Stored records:
--*--
//! Scalar kinds of constant-buffer data.

use serde::{Deserialize, Serialize};

/// The 32-bit scalar kind of a value on either side of a bind.
///
/// Engine values and native constant-buffer slots both reduce to lanes of
/// one of these kinds; booleans occupy a full 32-bit lane in constant
/// buffers.
#[derive(Debug, Clone, Copy, PartialEq, Eq, Hash, Serialize, Deserialize)]
pub enum ScalarType {
    Bool,
    UInt,
    Int,
    Float,
}

impl ScalarType {
    /// Size of one lane in bytes.
    pub const SIZE: u32 = 4;

    /// Convert a raw lane of kind `self` into a raw lane of kind `dst`.
    ///
    /// Bools become 1/0 (or 1.0/0.0); anything non-zero becomes `true`.
    /// Floats are truncated towards zero when narrowed to integers.
    pub fn convert(self, bits: u32, dst: ScalarType) -> u32 {
        use ScalarType::*;
        match (self, dst) {
            (Bool, Float) => {
                if bits != 0 {
                    1.0f32.to_bits()
                } else {
                    0.0f32.to_bits()
                }
            }
            (Bool, _) => u32::from(bits != 0),
            (UInt, Float) => (bits as f32).to_bits(),
            (Int, Float) => (bits as i32 as f32).to_bits(),
            (UInt | Int, Bool) => u32::from(bits != 0),
            (UInt | Int, UInt | Int) => bits,
            (Float, Float) => bits,
            (Float, Bool) => u32::from(f32::from_bits(bits) != 0.0),
            (Float, Int) => (f32::from_bits(bits) as i32) as u32,
            (Float, UInt) => f32::from_bits(bits) as u32,
        }
    }
}
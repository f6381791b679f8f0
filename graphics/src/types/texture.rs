//! Texture types and descriptors.

use serde::{Deserialize, Serialize};

/// Dimensionality of a texture and of the shader resource slot it binds to.
#[derive(Debug, Clone, Copy, PartialEq, Eq, Hash, Default, Serialize, Deserialize)]
pub enum TextureDimension {
    D1,
    D1Array,
    #[default]
    D2,
    D2Array,
    D3,
    Cube,
    CubeArray,
}

impl TextureDimension {
    /// Whether this dimension has array layers.
    pub fn is_array(self) -> bool {
        matches!(self, Self::D1Array | Self::D2Array | Self::CubeArray)
    }
}

/// Texture format enumeration.
#[derive(Debug, Clone, Copy, PartialEq, Eq, Hash, Default)]
pub enum TextureFormat {
    /// 8-bit RGBA channels, unsigned normalized.
    #[default]
    Rgba8Unorm,
    /// 8-bit RGBA channels, sRGB.
    Rgba8UnormSrgb,
    /// 16-bit RGBA channels, float.
    Rgba16Float,
    /// 32-bit RGBA channels, float.
    Rgba32Float,
    /// 32-bit red channel, float.
    R32Float,
}

/// Descriptor for creating a texture.
#[derive(Debug, Clone, PartialEq, Eq, Hash)]
pub struct TextureDescriptor {
    /// Debug label for the texture.
    pub label: Option<String>,
    /// Dimensionality.
    pub dimension: TextureDimension,
    /// Width in texels.
    pub width: u32,
    /// Height in texels (1 for 1D textures).
    pub height: u32,
    /// Depth for 3D textures, layer count for arrays, 6 per cube.
    pub depth_or_layers: u32,
    /// Number of mip levels.
    pub mip_level_count: u32,
    /// Texel format.
    pub format: TextureFormat,
}

impl TextureDescriptor {
    /// Create a 2D texture descriptor.
    pub fn new_2d(width: u32, height: u32, format: TextureFormat) -> Self {
        Self {
            label: None,
            dimension: TextureDimension::D2,
            width,
            height,
            depth_or_layers: 1,
            mip_level_count: 1,
            format,
        }
    }

    /// Create a cube texture descriptor.
    pub fn new_cube(size: u32, format: TextureFormat) -> Self {
        Self {
            dimension: TextureDimension::Cube,
            depth_or_layers: 6,
            ..Self::new_2d(size, size, format)
        }
    }

    /// Set the debug label.
    pub fn with_label(mut self, label: impl Into<String>) -> Self {
        self.label = Some(label.into());
        self
    }

    /// Set the mip level count.
    pub fn with_mip_levels(mut self, count: u32) -> Self {
        self.mip_level_count = count;
        self
    }
}
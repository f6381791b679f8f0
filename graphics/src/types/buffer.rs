//! Buffer types and descriptors.

use bitflags::bitflags;

bitflags! {
    /// Usage flags for buffers.
    #[derive(Debug, Clone, Copy, PartialEq, Eq, Hash)]
    pub struct BufferUsage: u32 {
        /// Buffer can be bound as a constant (uniform) buffer.
        const UNIFORM = 1 << 0;
        /// Buffer can be bound as a structured/raw (storage) buffer.
        const STORAGE = 1 << 1;
        /// Buffer can be written by CPU uploads.
        const COPY_DST = 1 << 2;
    }
}

impl Default for BufferUsage {
    fn default() -> Self {
        Self::empty()
    }
}

/// Descriptor for creating a buffer.
#[derive(Debug, Clone, PartialEq, Eq, Hash, Default)]
pub struct BufferDescriptor {
    /// Debug label for the buffer.
    pub label: Option<String>,
    /// Size in bytes.
    pub size: u64,
    /// Usage flags.
    pub usage: BufferUsage,
}

impl BufferDescriptor {
    /// Create a new buffer descriptor.
    pub fn new(size: u64, usage: BufferUsage) -> Self {
        Self {
            label: None,
            size,
            usage,
        }
    }

    /// Descriptor for a constant buffer of `size` bytes.
    pub fn constant(size: u64) -> Self {
        Self::new(size, BufferUsage::UNIFORM | BufferUsage::COPY_DST)
    }

    /// Set the debug label.
    pub fn with_label(mut self, label: impl Into<String>) -> Self {
        self.label = Some(label.into());
        self
    }
}
//! Profiling support via Tracy.
//!
//! Enabled with the `profiling` Cargo feature. Without it every macro is a
//! no-op.
//!
//! ```ignore
//! use klayge_core::profiling::{profile_function, profile_scope};
//!
//! fn bind_all() {
//!     profile_function!();
//!     {
//!         profile_scope!("flush_constant_buffers");
//!         // ...
//!     }
//! }
//! ```

#[cfg(feature = "profiling")]
pub use tracy_client::{self, span};

/// Create a profiling span for the current scope.
#[macro_export]
#[cfg(feature = "profiling")]
macro_rules! profile_scope {
    ($name:expr) => {
        let _profile_span = $crate::profiling::span!($name);
    };
}

/// Create a profiling span (no-op when profiling disabled).
#[macro_export]
#[cfg(not(feature = "profiling"))]
macro_rules! profile_scope {
    ($name:expr) => {};
}

/// Create a profiling span covering the enclosing function.
#[macro_export]
#[cfg(feature = "profiling")]
macro_rules! profile_function {
    () => {
        let _profile_span = $crate::profiling::span!();
    };
}

/// Create a profiling span for function (no-op when profiling disabled).
#[macro_export]
#[cfg(not(feature = "profiling"))]
macro_rules! profile_function {
    () => {};
}

pub use profile_function;
pub use profile_scope;
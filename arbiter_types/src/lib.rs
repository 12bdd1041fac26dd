/*
 * This Source Code Form is subject to the terms of the Mozilla Public
 * License, v. 2.0. If a copy of the MPL was not distributed with this
 * file, You can obtain one at https://mozilla.org/MPL/2.0/.
 */

#![doc = include_str!("../README.md")]

/// Enums for piece kinds, colors, and a struct for a chess piece.
mod piece;
/// Squares on a chessboard (including files and ranks).
mod square;
/// Misc shared constants.
mod utils;

pub use piece::*;
pub use square::*;
pub use utils::*;

/// Re-exports all the things you'll need.
pub mod prelude {
    pub use crate::piece::*;
    pub use crate::square::*;
    pub use crate::utils::*;
}
/*
 * This Source Code Form is subject to the terms of the Mozilla Public
 * License, v. 2.0. If a copy of the MPL was not distributed with this
 * file, You can obtain one at https://mozilla.org/MPL/2.0/.
 */

use super::{Board, Piece, PieceKind, Square};

/// Unit directions for orthogonal sliding movement (Rook, Queen).
pub const ORTHOGONAL_DIRS: [(i8, i8); 4] = [(0, 1), (1, 0), (0, -1), (-1, 0)];

/// Unit directions for diagonal sliding movement (Bishop, Queen).
pub const DIAGONAL_DIRS: [(i8, i8); 4] = [(1, 1), (1, -1), (-1, 1), (-1, -1)];

/// The eight (file, rank) jumps available to a Knight.
pub const KNIGHT_JUMPS: [(i8, i8); 8] = [
    (-1, -2),
    (1, -2),
    (2, -1),
    (2, 1),
    (1, 2),
    (-1, 2),
    (-2, 1),
    (-2, -1),
];

/// The eight adjacent (file, rank) steps available to a King.
pub const KING_STEPS: [(i8, i8); 8] = [
    (-1, -1),
    (0, -1),
    (1, -1),
    (-1, 0),
    (1, 0),
    (-1, 1),
    (0, 1),
    (1, 1),
];

/// Returns `true` if the geometric movement pattern of `piece` permits moving
/// from `from` to `to`, ignoring the occupancy of intervening squares.
///
/// Destination occupancy *does* participate for pawns, whose pushes require
/// an empty destination and whose diagonal captures require an occupied one.
/// Whether that occupant is friendly is the pipeline's concern, not this
/// function's. Zero displacement is never a valid movement.
pub fn is_valid_movement(board: &Board, piece: Piece, from: Square, to: Square) -> bool {
    if from == to {
        return false;
    }

    let file_delta = to.file().inner() as i8 - from.file().inner() as i8;
    let rank_delta = to.rank().inner() as i8 - from.rank().inner() as i8;

    match piece.kind() {
        PieceKind::Pawn => {
            let forward = piece.color().forward();

            // Single push onto an empty square
            (file_delta == 0 && rank_delta == forward && board.piece_at(to).is_none())
                // Double push while the first-move flag is still clear
                || (file_delta == 0
                    && rank_delta == 2 * forward
                    && !piece.has_moved()
                    && board.piece_at(to).is_none())
                // Diagonal capture onto an occupied square
                || (file_delta.abs() == 1 && rank_delta == forward && board.piece_at(to).is_some())
        }
        PieceKind::Knight => matches!((file_delta.abs(), rank_delta.abs()), (1, 2) | (2, 1)),
        PieceKind::Bishop => file_delta.abs() == rank_delta.abs(),
        PieceKind::Rook => file_delta == 0 || rank_delta == 0,
        PieceKind::Queen => {
            file_delta == 0 || rank_delta == 0 || file_delta.abs() == rank_delta.abs()
        }
        PieceKind::King => file_delta.abs().max(rank_delta.abs()) == 1,
    }
}

/// Returns `true` if a piece occupies any square strictly between `from` and
/// `to` along `piece`'s path.
///
/// Sliding pieces walk every intermediate square. A pawn's two-square advance
/// checks the square it jumps over. Knights and kings never collide.
pub fn move_collides(board: &Board, piece: Piece, from: Square, to: Square) -> bool {
    match piece.kind() {
        PieceKind::Knight | PieceKind::King => false,
        PieceKind::Pawn => {
            from.distance_ranks(to) == 2
                && from
                    .forward_by(piece.color(), 1)
                    .is_some_and(|jumped| board.has(jumped))
        }
        PieceKind::Bishop | PieceKind::Rook | PieceKind::Queen => {
            let file_delta = to.file().inner() as i8 - from.file().inner() as i8;
            let rank_delta = to.rank().inner() as i8 - from.rank().inner() as i8;

            // A target off every line of movement has no path to test
            if file_delta != 0 && rank_delta != 0 && file_delta.abs() != rank_delta.abs() {
                return false;
            }

            let steps = file_delta.abs().max(rank_delta.abs());
            let dir = (file_delta.signum(), rank_delta.signum());

            for i in 1..steps {
                // Every strictly-between square lies on the board
                let Some(between) = from.offset(dir.0 * i, dir.1 * i) else {
                    break;
                };

                if board.has(between) {
                    return true;
                }
            }

            false
        }
    }
}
--*--
## What is expected
Taking the entries above, print exactly the lines starting at the line with "use ScalarType::*;" and ending at the line with "(UInt | Int, Bool)", both included.

## Output
        use ScalarType::*;
        match (self, dst) {
            (Bool, Float) => {
                if bits != 0 {
                    1.0f32.to_bits()
                } else {
                    0.0f32.to_bits()
                }
            }
            (Bool, _) => u32::from(bits != 0),
            (UInt, Float) => (bits as f32).to_bits(),
            (Int, Float) => (bits as i32 as f32).to_bits(),
            (UInt | Int, Bool) => u32::from(bits != 0),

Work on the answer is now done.